*Activity:*
Count each line below that has "RenamerApp" anywhere in it. Answer with the total alone.

Segment Start: Source records

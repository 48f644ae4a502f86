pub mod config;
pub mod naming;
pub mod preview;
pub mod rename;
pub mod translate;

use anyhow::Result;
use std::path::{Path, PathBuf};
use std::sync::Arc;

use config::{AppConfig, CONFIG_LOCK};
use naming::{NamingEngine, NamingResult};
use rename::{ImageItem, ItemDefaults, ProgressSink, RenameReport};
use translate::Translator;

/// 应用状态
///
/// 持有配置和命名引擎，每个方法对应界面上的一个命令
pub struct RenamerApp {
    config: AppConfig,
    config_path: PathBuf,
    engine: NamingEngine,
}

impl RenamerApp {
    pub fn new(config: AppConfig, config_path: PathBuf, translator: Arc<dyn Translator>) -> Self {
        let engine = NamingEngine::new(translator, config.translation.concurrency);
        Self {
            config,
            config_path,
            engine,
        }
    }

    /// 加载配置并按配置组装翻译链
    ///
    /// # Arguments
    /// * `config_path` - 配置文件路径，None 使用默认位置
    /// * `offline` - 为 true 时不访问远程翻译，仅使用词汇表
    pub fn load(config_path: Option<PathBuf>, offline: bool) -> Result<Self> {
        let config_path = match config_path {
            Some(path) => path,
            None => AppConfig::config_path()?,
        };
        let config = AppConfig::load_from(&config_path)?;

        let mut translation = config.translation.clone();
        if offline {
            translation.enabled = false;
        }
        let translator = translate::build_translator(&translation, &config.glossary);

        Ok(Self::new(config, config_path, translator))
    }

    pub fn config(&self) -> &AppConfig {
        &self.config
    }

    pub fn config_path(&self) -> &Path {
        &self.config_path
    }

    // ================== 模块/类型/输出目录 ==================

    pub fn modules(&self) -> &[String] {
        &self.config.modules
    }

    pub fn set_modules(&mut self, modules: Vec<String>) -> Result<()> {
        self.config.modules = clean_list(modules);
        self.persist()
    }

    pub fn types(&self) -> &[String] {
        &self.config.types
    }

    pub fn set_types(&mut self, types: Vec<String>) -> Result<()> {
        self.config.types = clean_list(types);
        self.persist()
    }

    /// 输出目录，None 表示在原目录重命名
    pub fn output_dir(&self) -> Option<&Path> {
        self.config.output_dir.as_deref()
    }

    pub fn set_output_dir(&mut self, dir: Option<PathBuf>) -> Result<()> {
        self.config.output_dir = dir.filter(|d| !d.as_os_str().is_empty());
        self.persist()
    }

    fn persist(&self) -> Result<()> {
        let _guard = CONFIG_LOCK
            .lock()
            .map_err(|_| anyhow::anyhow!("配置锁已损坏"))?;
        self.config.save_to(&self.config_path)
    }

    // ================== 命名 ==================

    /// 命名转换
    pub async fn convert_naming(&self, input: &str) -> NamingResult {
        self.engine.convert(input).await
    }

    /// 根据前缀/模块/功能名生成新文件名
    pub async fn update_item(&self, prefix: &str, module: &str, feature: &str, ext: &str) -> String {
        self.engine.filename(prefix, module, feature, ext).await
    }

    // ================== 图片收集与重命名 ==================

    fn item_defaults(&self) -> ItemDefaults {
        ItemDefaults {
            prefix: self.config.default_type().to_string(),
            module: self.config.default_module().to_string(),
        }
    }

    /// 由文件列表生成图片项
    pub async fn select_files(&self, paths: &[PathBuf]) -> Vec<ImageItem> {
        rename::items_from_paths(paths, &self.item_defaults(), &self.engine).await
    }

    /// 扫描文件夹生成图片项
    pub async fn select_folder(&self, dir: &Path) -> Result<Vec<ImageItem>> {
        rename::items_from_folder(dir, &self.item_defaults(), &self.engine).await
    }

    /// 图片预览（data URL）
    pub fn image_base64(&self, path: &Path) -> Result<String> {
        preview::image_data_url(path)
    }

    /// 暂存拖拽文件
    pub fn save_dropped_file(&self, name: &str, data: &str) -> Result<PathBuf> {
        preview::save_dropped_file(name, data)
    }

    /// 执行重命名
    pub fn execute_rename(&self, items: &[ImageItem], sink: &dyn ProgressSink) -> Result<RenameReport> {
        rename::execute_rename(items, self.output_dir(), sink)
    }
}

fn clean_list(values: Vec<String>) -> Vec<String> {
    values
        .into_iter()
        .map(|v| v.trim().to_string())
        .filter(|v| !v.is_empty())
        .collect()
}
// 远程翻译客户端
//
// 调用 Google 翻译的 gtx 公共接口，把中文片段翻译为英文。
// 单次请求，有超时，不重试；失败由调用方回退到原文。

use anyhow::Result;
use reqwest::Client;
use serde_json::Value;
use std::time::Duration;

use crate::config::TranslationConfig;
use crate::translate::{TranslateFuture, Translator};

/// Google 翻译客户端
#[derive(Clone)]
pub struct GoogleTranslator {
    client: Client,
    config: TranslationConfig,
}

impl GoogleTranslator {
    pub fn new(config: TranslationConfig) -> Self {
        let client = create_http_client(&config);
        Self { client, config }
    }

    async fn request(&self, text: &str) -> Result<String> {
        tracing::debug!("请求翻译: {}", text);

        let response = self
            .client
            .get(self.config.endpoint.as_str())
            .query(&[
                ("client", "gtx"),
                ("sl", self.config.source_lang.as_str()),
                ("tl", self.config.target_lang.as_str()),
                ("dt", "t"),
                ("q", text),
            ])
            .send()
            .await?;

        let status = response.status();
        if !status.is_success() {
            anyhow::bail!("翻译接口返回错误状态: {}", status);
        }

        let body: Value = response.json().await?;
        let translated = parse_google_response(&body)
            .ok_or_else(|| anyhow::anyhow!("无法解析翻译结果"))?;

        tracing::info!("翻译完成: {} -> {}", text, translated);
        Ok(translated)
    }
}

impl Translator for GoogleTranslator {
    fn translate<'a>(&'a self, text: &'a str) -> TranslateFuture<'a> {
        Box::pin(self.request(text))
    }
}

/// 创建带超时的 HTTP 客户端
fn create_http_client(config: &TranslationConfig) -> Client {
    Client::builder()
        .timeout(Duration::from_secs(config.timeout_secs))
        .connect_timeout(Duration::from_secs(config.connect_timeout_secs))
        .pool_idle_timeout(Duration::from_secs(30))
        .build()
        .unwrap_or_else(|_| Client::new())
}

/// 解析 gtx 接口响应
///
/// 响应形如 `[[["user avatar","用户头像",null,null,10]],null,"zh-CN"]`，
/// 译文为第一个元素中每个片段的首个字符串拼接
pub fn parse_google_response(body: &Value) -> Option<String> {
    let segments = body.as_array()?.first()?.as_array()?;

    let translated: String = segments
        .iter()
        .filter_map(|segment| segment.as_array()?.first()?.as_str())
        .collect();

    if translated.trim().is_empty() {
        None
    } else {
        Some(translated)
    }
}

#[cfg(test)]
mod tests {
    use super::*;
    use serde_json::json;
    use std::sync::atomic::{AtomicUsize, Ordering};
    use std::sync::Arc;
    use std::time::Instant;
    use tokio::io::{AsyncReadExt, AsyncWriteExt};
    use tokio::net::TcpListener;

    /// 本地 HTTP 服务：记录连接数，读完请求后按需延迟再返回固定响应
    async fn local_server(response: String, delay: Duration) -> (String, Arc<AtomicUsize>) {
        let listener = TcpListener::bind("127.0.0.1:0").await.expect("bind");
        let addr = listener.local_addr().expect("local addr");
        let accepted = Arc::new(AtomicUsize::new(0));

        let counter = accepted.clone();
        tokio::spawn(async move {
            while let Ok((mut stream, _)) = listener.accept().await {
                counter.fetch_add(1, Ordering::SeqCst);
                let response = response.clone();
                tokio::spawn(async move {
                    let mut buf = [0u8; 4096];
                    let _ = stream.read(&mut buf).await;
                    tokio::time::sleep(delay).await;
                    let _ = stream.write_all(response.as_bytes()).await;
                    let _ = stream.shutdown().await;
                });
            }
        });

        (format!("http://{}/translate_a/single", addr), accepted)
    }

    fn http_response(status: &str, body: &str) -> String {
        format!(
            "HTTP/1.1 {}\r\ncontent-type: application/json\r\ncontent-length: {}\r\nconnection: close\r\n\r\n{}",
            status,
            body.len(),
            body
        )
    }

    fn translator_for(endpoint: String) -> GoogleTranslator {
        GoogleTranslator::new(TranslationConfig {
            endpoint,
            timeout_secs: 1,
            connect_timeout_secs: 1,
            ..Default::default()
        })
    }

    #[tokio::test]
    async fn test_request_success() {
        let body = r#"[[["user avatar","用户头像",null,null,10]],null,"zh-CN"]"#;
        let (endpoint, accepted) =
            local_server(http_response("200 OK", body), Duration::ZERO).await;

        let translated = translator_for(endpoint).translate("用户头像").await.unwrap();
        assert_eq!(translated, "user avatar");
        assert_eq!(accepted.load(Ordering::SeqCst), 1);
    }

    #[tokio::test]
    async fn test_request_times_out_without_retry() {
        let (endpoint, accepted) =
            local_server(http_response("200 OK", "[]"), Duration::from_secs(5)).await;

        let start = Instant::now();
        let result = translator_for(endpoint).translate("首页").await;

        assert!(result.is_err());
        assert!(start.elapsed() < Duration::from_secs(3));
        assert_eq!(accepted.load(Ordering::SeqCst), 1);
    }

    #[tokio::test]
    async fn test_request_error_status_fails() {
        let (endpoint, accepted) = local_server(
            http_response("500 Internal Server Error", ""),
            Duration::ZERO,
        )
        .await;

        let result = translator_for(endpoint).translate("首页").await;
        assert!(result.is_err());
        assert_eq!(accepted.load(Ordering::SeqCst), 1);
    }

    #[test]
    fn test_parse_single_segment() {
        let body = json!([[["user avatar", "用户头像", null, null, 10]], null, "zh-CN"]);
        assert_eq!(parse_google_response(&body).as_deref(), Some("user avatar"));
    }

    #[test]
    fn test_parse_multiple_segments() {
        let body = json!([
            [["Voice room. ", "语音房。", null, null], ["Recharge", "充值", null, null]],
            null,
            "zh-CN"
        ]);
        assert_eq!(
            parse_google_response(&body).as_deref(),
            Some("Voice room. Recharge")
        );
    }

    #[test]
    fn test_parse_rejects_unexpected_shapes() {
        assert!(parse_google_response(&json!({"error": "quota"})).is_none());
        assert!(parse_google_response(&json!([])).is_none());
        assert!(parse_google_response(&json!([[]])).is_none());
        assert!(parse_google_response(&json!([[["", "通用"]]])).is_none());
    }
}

Segment End: Source records
Segment Start: Source records

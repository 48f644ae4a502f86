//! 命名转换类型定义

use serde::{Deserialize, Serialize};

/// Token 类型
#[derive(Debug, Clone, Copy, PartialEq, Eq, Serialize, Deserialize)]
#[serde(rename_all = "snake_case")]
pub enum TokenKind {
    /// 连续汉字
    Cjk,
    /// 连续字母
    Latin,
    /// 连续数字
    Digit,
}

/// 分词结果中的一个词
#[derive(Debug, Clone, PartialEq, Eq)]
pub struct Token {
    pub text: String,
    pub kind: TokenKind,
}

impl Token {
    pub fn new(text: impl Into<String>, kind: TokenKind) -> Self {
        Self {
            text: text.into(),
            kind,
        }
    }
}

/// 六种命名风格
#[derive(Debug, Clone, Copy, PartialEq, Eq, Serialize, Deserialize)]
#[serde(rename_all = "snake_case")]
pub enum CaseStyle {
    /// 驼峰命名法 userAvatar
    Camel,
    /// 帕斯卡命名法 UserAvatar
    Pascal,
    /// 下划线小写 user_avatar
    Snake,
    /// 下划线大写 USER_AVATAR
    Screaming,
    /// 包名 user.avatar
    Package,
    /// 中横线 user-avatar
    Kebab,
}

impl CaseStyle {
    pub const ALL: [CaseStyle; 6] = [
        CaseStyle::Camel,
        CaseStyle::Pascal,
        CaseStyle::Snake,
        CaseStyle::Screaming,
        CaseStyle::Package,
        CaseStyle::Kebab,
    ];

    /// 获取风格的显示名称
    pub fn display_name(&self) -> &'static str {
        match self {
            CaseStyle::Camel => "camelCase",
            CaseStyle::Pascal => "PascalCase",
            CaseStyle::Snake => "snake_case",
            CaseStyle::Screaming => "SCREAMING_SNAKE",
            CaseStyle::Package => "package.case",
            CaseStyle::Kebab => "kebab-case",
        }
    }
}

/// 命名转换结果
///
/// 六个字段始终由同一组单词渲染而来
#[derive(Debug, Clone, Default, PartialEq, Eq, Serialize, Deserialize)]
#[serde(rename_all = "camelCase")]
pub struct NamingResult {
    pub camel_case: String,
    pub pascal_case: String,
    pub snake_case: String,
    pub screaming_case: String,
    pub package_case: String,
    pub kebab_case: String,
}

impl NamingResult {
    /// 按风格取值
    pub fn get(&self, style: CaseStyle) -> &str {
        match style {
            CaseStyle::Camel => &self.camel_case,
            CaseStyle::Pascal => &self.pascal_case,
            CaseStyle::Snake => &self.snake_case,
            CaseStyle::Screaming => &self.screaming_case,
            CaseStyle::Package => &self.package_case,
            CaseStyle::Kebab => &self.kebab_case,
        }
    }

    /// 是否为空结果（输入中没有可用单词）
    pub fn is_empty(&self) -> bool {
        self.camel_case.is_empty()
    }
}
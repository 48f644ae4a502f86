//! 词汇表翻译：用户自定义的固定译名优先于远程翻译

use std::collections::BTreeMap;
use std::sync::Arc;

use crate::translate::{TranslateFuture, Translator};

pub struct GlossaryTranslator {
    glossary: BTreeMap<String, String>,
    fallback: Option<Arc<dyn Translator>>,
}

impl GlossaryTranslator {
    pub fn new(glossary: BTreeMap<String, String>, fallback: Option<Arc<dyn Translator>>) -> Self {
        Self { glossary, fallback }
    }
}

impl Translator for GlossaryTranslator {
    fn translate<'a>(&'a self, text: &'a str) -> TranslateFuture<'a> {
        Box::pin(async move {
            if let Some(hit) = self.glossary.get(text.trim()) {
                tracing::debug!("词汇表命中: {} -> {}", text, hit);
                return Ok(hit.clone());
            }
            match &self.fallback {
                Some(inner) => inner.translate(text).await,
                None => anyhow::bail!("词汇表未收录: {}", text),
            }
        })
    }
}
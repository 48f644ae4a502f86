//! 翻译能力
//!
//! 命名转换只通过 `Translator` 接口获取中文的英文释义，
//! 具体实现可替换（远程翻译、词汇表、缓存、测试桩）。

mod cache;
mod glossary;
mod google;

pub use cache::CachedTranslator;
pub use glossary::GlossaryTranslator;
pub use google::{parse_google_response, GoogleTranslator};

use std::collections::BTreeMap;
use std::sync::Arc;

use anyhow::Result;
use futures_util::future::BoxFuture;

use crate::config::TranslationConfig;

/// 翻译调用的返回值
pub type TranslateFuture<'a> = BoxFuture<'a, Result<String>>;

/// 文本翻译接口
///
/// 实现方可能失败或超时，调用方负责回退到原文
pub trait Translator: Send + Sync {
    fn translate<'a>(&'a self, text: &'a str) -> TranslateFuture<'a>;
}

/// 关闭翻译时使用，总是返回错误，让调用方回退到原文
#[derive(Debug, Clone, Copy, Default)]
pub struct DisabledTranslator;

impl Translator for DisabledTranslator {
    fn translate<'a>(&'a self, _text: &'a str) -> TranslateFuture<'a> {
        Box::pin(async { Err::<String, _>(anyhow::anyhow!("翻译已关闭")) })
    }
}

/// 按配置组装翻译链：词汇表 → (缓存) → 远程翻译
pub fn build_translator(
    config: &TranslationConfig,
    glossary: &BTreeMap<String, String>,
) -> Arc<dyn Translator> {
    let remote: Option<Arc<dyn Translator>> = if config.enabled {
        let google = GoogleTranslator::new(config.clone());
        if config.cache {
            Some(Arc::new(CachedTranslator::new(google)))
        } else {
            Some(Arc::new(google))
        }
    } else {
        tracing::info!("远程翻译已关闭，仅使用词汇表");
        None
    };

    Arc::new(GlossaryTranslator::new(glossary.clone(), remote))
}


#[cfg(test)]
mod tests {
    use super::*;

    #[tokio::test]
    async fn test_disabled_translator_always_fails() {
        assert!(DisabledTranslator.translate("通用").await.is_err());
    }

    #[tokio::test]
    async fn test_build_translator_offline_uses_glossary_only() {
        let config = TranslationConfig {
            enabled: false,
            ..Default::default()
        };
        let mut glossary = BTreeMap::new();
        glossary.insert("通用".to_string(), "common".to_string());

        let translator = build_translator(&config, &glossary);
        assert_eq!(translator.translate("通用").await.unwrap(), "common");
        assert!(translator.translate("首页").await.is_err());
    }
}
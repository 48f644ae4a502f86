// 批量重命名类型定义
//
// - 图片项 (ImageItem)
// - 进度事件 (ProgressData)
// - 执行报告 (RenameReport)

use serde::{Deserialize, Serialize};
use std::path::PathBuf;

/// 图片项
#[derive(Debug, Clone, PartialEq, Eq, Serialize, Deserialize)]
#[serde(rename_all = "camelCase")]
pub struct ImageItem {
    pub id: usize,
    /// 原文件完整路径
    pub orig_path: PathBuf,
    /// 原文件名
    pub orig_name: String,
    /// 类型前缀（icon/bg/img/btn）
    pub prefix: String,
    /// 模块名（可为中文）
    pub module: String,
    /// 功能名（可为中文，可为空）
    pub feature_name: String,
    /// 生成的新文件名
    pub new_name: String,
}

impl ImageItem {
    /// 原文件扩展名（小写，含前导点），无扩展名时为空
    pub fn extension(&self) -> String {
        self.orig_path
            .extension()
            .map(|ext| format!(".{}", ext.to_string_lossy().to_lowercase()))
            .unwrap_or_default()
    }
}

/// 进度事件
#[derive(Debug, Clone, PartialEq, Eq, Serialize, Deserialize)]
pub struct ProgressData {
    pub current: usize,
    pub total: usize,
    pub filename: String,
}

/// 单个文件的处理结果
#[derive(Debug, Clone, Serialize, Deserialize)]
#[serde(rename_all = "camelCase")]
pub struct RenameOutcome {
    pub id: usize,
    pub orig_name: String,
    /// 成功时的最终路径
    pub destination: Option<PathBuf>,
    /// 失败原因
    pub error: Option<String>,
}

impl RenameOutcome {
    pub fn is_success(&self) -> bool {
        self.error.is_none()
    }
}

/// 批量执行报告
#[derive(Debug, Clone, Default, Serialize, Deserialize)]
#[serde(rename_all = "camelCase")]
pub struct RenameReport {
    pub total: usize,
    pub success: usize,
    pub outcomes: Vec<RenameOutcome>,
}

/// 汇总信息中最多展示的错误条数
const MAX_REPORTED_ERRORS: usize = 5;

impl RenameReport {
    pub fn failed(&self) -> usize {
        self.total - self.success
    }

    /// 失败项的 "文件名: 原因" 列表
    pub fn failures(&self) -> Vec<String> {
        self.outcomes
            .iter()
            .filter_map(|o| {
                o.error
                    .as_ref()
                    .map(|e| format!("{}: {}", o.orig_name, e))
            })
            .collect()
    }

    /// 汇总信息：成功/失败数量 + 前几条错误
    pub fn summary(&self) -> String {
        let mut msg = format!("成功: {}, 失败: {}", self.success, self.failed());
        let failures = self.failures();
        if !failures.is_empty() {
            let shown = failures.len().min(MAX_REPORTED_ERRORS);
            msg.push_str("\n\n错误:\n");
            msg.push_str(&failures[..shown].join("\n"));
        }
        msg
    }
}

Segment End: Source records
Segment Start: Source records

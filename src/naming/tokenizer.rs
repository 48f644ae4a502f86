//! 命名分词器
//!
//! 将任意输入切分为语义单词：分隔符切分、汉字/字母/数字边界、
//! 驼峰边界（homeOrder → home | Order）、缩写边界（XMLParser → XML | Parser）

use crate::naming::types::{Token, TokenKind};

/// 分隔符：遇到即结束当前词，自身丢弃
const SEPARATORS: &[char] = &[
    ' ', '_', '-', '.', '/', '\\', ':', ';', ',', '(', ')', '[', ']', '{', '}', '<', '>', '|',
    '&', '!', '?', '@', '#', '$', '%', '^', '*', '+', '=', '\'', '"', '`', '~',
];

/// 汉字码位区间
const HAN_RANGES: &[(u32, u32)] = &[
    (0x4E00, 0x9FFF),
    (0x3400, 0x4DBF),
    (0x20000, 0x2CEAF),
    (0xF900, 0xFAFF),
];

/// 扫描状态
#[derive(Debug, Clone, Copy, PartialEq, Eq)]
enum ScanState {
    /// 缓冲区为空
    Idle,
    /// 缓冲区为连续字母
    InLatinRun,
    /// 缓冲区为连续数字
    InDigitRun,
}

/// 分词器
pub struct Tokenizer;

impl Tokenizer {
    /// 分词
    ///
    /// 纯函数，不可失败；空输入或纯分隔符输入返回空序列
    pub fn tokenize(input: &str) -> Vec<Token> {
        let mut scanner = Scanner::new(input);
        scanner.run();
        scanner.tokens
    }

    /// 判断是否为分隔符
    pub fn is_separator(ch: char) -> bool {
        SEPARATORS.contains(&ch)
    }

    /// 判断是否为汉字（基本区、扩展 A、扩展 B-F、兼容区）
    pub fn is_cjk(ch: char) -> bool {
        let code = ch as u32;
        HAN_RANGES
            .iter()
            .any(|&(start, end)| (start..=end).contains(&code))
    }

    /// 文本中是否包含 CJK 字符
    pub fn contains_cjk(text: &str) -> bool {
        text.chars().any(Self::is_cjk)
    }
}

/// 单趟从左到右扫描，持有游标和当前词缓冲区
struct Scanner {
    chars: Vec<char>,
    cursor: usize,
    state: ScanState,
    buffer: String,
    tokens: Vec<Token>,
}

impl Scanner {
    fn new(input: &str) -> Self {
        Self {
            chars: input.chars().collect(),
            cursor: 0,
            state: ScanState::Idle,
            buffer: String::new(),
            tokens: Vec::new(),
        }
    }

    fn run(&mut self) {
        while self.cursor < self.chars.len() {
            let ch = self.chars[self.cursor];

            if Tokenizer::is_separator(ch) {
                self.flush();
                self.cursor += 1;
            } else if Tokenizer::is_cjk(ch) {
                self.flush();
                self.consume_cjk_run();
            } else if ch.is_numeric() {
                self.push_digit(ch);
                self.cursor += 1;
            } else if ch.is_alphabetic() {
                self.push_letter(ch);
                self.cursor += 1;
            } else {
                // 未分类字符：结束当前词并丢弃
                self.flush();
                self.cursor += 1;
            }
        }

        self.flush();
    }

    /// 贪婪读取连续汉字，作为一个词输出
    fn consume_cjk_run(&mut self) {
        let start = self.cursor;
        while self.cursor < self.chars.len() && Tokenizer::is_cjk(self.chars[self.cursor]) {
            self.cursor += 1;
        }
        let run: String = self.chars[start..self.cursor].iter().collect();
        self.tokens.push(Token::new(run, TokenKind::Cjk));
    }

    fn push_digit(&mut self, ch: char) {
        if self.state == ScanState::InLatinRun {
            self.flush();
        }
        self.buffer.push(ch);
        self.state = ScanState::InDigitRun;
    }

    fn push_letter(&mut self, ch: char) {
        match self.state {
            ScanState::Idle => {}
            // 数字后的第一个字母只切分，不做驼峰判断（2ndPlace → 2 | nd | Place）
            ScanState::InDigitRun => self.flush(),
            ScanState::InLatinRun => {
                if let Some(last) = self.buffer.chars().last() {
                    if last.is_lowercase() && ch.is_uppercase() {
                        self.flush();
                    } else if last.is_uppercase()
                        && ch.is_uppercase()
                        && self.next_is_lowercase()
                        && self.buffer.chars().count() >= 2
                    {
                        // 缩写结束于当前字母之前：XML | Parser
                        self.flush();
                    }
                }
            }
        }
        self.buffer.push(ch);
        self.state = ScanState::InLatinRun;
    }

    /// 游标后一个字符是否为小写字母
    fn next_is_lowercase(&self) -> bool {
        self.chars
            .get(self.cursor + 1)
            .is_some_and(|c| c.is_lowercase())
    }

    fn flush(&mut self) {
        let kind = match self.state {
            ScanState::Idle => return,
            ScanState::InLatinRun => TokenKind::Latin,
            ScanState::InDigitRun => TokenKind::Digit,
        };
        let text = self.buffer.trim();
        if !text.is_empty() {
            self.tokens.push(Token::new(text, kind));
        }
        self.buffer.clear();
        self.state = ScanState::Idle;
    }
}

Segment End: Source records

*Task result:*
2